# ¡Vaya boquita!



## sirgawain

This is the headline in a Madrid newspaper (_20 Minutos_) where several times each week the paper prints a surprising quotation spoken by someone in the news - Rajoy, for example.

How could you translate this phrase into English?  "What a mouth!" seems a bit insulting.  Isn't ¡Vaya boquita! more polite?  

Thanks for your help.


----------



## jasminasul

Quizá: pardon my French, language!

What kind of quotation?


----------



## Rodal

Could you tells us more about the content of this article?


----------



## sirgawain

Many kinds - Rajoy denying corruption in PP, Trump talking about Pittsburgh and Paris - usually some controversial statement of one kind or another.
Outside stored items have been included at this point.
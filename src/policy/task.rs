use crate::models::{
    project::Project,
    store::Store,
    task::Task,
    user::{GlobalRole, User},
};

use super::{Action, project::is_manager};

pub(super) fn can_create(store: &Store, actor: &User, project: &Project) -> bool {
    actor.has_role(GlobalRole::ProjectManager)
        || store.owns_team(actor.id, project.team_id)
        || store.is_project_member(actor.id, project.id)
}

pub(super) fn can_view(store: &Store, actor: &User, task: &Task, project: &Project) -> bool {
    store.is_project_member(actor.id, project.id)
        || store.owns_team(actor.id, project.team_id)
        || project.created_by_user_id == actor.id
        || task.assigned_to_user_id == Some(actor.id)
}

pub(super) fn can_update(store: &Store, actor: &User, task: &Task, project: &Project) -> bool {
    actor.has_role(GlobalRole::ProjectManager)
        || store.owns_team(actor.id, project.team_id)
        || store.is_project_member(actor.id, project.id)
        || task.assigned_to_user_id == Some(actor.id)
}

pub(super) fn allows(store: &Store, actor: &User, action: Action, task: &Task) -> bool {
    let Some(project) = store.get_project(task.project_id) else {
        return false;
    };
    match action {
        Action::View => can_view(store, actor, task, project),
        Action::Create => can_create(store, actor, project),
        Action::Update => can_update(store, actor, task, project),
        Action::Delete => is_manager(store, actor, project),
        Action::Restore => store.owns_team(actor.id, project.team_id),
        Action::AddMember | Action::ManageMembers => false,
    }
}

#[cfg(test)]
mod tests {
    use rstest::rstest;

    use crate::policy::{Action, Target, can, fixtures::World};

    #[rstest]
    #[case("project_member", true)]
    #[case("project_pm", true)]
    #[case("owner", true)]
    #[case("creator", true)]
    #[case("assignee", true)]
    #[case("team_member", false)]
    #[case("global_pm", false)]
    #[case("outsider", false)]
    fn test_view(#[case] who: &str, #[case] expected: bool) {
        let world = World::new();
        let actor = world.user(who);
        assert_eq!(can(&world.store, actor, Action::View, Target::Task(&world.task)), expected);
    }

    #[rstest]
    #[case("global_pm", true)]
    #[case("owner", true)]
    #[case("project_member", true)]
    #[case("assignee", true)]
    #[case("creator", false)]
    #[case("team_member", false)]
    fn test_update(#[case] who: &str, #[case] expected: bool) {
        let world = World::new();
        let actor = world.user(who);
        assert_eq!(can(&world.store, actor, Action::Update, Target::Task(&world.task)), expected);
    }

    #[rstest]
    #[case("global_pm", true)]
    #[case("owner", true)]
    #[case("project_pm", true)]
    #[case("creator", true)]
    #[case("project_member", false)]
    #[case("assignee", false)]
    fn test_delete(#[case] who: &str, #[case] expected: bool) {
        let world = World::new();
        let actor = world.user(who);
        assert_eq!(can(&world.store, actor, Action::Delete, Target::Task(&world.task)), expected);
    }

    #[rstest]
    #[case("project_member", true)]
    #[case("owner", true)]
    #[case("global_pm", true)]
    #[case("creator", false)]
    #[case("outsider", false)]
    fn test_create_in_project(#[case] who: &str, #[case] expected: bool) {
        let world = World::new();
        let actor = world.user(who);
        assert_eq!(
            can(&world.store, actor, Action::Create, Target::TaskIn(&world.project)),
            expected
        );
    }
}
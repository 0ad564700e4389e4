use std::{fmt, str::FromStr};

use jiff::Timestamp;
use serde::{Deserialize, Serialize};

use crate::models::{InvalidChoice, TeamId, UserId, project::Project, user::UserSummary};

#[derive(Serialize, Deserialize, Default, Clone, Debug, PartialEq)]
pub struct Team {
    /// Numeric id of the team
    pub id: TeamId,
    /// Display name, unique across teams (compared by slug)
    pub name: String,
    /// Slug of the name, used for the uniqueness check
    pub slug: String,
    /// The single owner of the team
    pub owner_id: UserId,
    /// Created at timestamp of the team
    pub created_at: Timestamp,
}

#[derive(Serialize, Deserialize, Default, Clone, Copy, Debug, PartialEq, Eq, Hash)]
#[serde(rename_all = "snake_case")]
pub enum TeamRole {
    TeamAdmin,
    #[default]
    Member,
}

impl TeamRole {
    pub fn as_str(&self) -> &'static str {
        match self {
            TeamRole::TeamAdmin => "team_admin",
            TeamRole::Member => "member",
        }
    }
}

impl fmt::Display for TeamRole {
    fn fmt(&self, f: &mut fmt::Formatter<'_>) -> fmt::Result {
        f.write_str(self.as_str())
    }
}

impl FromStr for TeamRole {
    type Err = InvalidChoice;

    fn from_str(s: &str) -> Result<Self, Self::Err> {
        match s {
            "team_admin" => Ok(TeamRole::TeamAdmin),
            "member" => Ok(TeamRole::Member),
            other => Err(InvalidChoice::new("role", other)),
        }
    }
}

/// Membership edge between a user and a team.
#[derive(Serialize, Deserialize, Clone, Debug, PartialEq, Eq)]
pub struct TeamMember {
    pub team_id: TeamId,
    pub user_id: UserId,
    pub role: TeamRole,
    pub joined_at: Timestamp,
}

#[derive(Serialize, Deserialize, Clone, Debug, PartialEq, Eq)]
pub struct TeamMemberView {
    pub user: UserSummary,
    pub role: TeamRole,
}

/// A team hydrated with its owner, members and projects.
#[derive(Serialize, Deserialize, Clone, Debug)]
pub struct TeamView {
    pub team: Team,
    pub owner: Option<UserSummary>,
    pub members: Vec<TeamMemberView>,
    pub projects: Vec<Project>,
}
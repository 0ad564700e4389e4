use std::fmt;

use jiff::Timestamp;
use serde::{Deserialize, Serialize};

use crate::models::{CommentId, InvalidChoice, ProjectId, TaskId, UserId, user::UserSummary};

#[derive(Serialize, Deserialize, Clone, Debug, PartialEq)]
pub struct Comment {
    pub id: CommentId,
    /// Sanitized content
    pub content: String,
    pub user_id: UserId,
    pub commentable: Commentable,
    pub created_at: Timestamp,
    pub updated_at: Timestamp,
}

/// What a comment hangs off: a type tag plus the numeric id.
#[derive(Serialize, Deserialize, Clone, Copy, Debug, PartialEq, Eq, Hash)]
#[serde(tag = "type", content = "id", rename_all = "snake_case")]
pub enum Commentable {
    Project(ProjectId),
    Task(TaskId),
}

impl Commentable {
    pub fn parse(kind: &str, id: u64) -> Result<Self, InvalidChoice> {
        match kind {
            "project" => Ok(Commentable::Project(id)),
            "task" => Ok(Commentable::Task(id)),
            other => Err(InvalidChoice::new("commentable type", other)),
        }
    }

    pub fn kind(&self) -> &'static str {
        match self {
            Commentable::Project(_) => "project",
            Commentable::Task(_) => "task",
        }
    }

    pub fn id(&self) -> u64 {
        match self {
            Commentable::Project(id) | Commentable::Task(id) => *id,
        }
    }
}

impl fmt::Display for Commentable {
    fn fmt(&self, f: &mut fmt::Formatter<'_>) -> fmt::Result {
        write!(f, "{} #{}", self.kind(), self.id())
    }
}

#[derive(Serialize, Deserialize, Clone, Debug, PartialEq)]
pub struct CommentView {
    pub comment: Comment,
    pub author: Option<UserSummary>,
}
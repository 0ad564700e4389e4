use std::path::PathBuf;

use thiserror::Error;

use crate::models::store::Store;

pub mod json;

#[derive(Error, Debug)]
pub enum StorageError {
    #[error("Failed to load store from '{path}': {source}")]
    LoadFailed {
        path: PathBuf,
        #[source]
        source: std::io::Error,
    },

    #[error("Failed to parse store JSON from '{path}': {source}")]
    ParseFailed {
        path: PathBuf,
        #[source]
        source: serde_json::Error,
    },

    #[error("Failed to save store to '{path}': {source}")]
    SaveFailed {
        path: PathBuf,
        #[source]
        source: std::io::Error,
    },

    #[error("Failed to serialize store to JSON: {source}")]
    SerializeFailed {
        #[source]
        source: serde_json::Error,
    },

    #[error("Failed to back up store to '{path}': {source}")]
    BackupFailed {
        path: PathBuf,
        #[source]
        source: std::io::Error,
    },

    #[error("Failed to prune old backups in '{dir}': {source}")]
    CleanupFailed {
        dir: PathBuf,
        #[source]
        source: std::io::Error,
    },

    #[error(
        "Store file was written by a newer version of taskhub (schema {0}). Upgrade taskhub to open it."
    )]
    FutureVersion(u32),
}

/// Persistence collaborator. The whole aggregate is loaded once per request
/// and written back after every successful mutation.
pub trait Storage {
    fn load(&self) -> Result<Store, StorageError>;
    fn save(&self, store: &Store) -> Result<(), StorageError>;
}
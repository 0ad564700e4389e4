use crate::models::{notification::Notification, user::User};

use super::Action;

/// Only the recipient touches a notification; nobody creates one by hand.
pub(super) fn allows(actor: &User, action: Action, notification: &Notification) -> bool {
    match action {
        Action::View | Action::Update | Action::Delete => notification.user_id == actor.id,
        _ => false,
    }
}

#[cfg(test)]
mod tests {
    use crate::{
        models::notification::{Notification, NotificationKind},
        policy::{Action, Target, can, fixtures::World},
    };

    #[test]
    fn test_only_recipient_may_touch_a_notification() {
        let world = World::new();
        let notification = Notification {
            id: uuid::Uuid::new_v4(),
            user_id: world.assignee.id,
            kind: NotificationKind::TaskAssigned,
            data: serde_json::json!({"task_id": world.task.id}),
            read_at: None,
            created_at: jiff::Timestamp::UNIX_EPOCH,
        };
        let target = Target::Notification(&notification);

        for action in [Action::View, Action::Update, Action::Delete] {
            assert!(can(&world.store, &world.assignee, action, target));
            assert!(!can(&world.store, &world.owner, action, target));
        }
        assert!(!can(&world.store, &world.assignee, Action::Create, target));
    }
}
use jiff::Timestamp;
use serde_json::Value;
use thiserror::Error;
use tracing::{error, info};
use uuid::Uuid;

use crate::{
    events::{Job, JobQueue, MailMessage},
    models::{
        UserId,
        notification::{Notification, NotificationKind},
        store::Store,
    },
};

#[derive(Debug, Error)]
pub enum DeliveryError {
    #[error("Recipient #{0} does not exist")]
    UnknownRecipient(UserId),

    #[error("Failed to send email to '{to}': {reason}")]
    MailFailed { to: String, reason: String },
}

/// Persists the in-app notification for one recipient.
pub trait NotificationSink {
    fn deliver(
        &mut self,
        recipient_id: UserId,
        kind: NotificationKind,
        data: Value,
    ) -> Result<Uuid, DeliveryError>;
}

pub trait Mailer {
    fn send(&self, message: &MailMessage) -> Result<(), DeliveryError>;
}

/// Writes notification rows straight into the store.
pub struct StoreSink<'a> {
    store: &'a mut Store,
}

impl<'a> StoreSink<'a> {
    pub fn new(store: &'a mut Store) -> Self {
        Self { store }
    }
}

impl NotificationSink for StoreSink<'_> {
    fn deliver(
        &mut self,
        recipient_id: UserId,
        kind: NotificationKind,
        data: Value,
    ) -> Result<Uuid, DeliveryError> {
        if self.store.get_user(recipient_id).is_none() {
            return Err(DeliveryError::UnknownRecipient(recipient_id));
        }
        let id = Uuid::new_v4();
        self.store.add_notification(Notification {
            id,
            user_id: recipient_id,
            kind,
            data,
            read_at: None,
            created_at: Timestamp::now(),
        });
        Ok(id)
    }
}

/// Mailer that only records outgoing mail in the log.
#[derive(Debug, Default, Clone, Copy)]
pub struct LogMailer;

impl Mailer for LogMailer {
    fn send(&self, message: &MailMessage) -> Result<(), DeliveryError> {
        info!(to = %message.to, subject = %message.subject, "email sent");
        Ok(())
    }
}

#[derive(Debug, Default, Clone, Copy, PartialEq, Eq)]
pub struct DrainReport {
    pub notifications: usize,
    pub emails: usize,
    pub failures: usize,
}

fn run(job: Job, sink: &mut dyn NotificationSink, mailer: &dyn Mailer, report: &mut DrainReport) {
    let recipient_id = job.recipient_id;
    match sink.deliver(recipient_id, job.kind, job.data) {
        Ok(id) => {
            report.notifications += 1;
            info!(%id, recipient_id, kind = %job.kind, "notification stored");
        }
        Err(e) => {
            report.failures += 1;
            error!(recipient_id, kind = %job.kind, error = %e, "notification delivery failed");
        }
    }

    if let Some(mail) = job.mail {
        match mailer.send(&mail) {
            Ok(()) => report.emails += 1,
            Err(e) => {
                report.failures += 1;
                error!(recipient_id, error = %e, "email delivery failed");
            }
        }
    }
}

/// Runs every queued job once. Failed jobs are logged and dropped.
pub fn drain(
    queue: &mut dyn JobQueue,
    sink: &mut dyn NotificationSink,
    mailer: &dyn Mailer,
) -> DrainReport {
    let mut report = DrainReport::default();
    while let Some(job) = queue.pop() {
        run(job, sink, mailer, &mut report);
    }
    report
}

#[cfg(test)]
pub(crate) mod testing {
    use std::cell::RefCell;

    use super::*;

    /// Mailer that keeps what it was asked to send.
    #[derive(Default)]
    pub struct RecordingMailer {
        pub sent: RefCell<Vec<MailMessage>>,
        pub fail: bool,
    }

    impl Mailer for RecordingMailer {
        fn send(&self, message: &MailMessage) -> Result<(), DeliveryError> {
            if self.fail {
                return Err(DeliveryError::MailFailed {
                    to: message.to.clone(),
                    reason: "smtp down".to_string(),
                });
            }
            self.sent.borrow_mut().push(message.clone());
            Ok(())
        }
    }
}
Maybe something like "what a mouthful" ?


----------



## jasminasul

I don't like it for "vaya boquita". It's a jocose title and you want to convey this.
Are you translating the column or are you only trying to explain what it means?
Perhaps something like "shooting off their mouth", "watch your mouth", but I think "pardon my French" is better.


----------



## Elixabete

"Pardon my French" and "watch your mouth" are expressions we say when somebody uses vulgar language,  and this is not  the case .When Rajoy denies corruption in his party the problem is not the kind of language he uses but the things he says or the ideas behind what he says( usually very politely).
Maybe you  could borrow from The Smiths " bigmouth strikes again!" or something along the lines of " politicians/ them and their bigmouth!"( echoing " me and my bigmouth!").
"Shooting their mouth off" as Jasminasul suggests can work too.
Also " putting their foot in their mouth/ in it!", "Speaking out of tune" or " mincing words".


----------



## Rodal

How about "lip service".


----------



## Elixabete

Rodal said:


> How about "lip service".


That's different, it means " decir algo de boquilla".


----------



## sound shift

Elixabete said:


> Also " putting their foot in their mouth/ in it!", "Speaking out of tune" or " mincing words".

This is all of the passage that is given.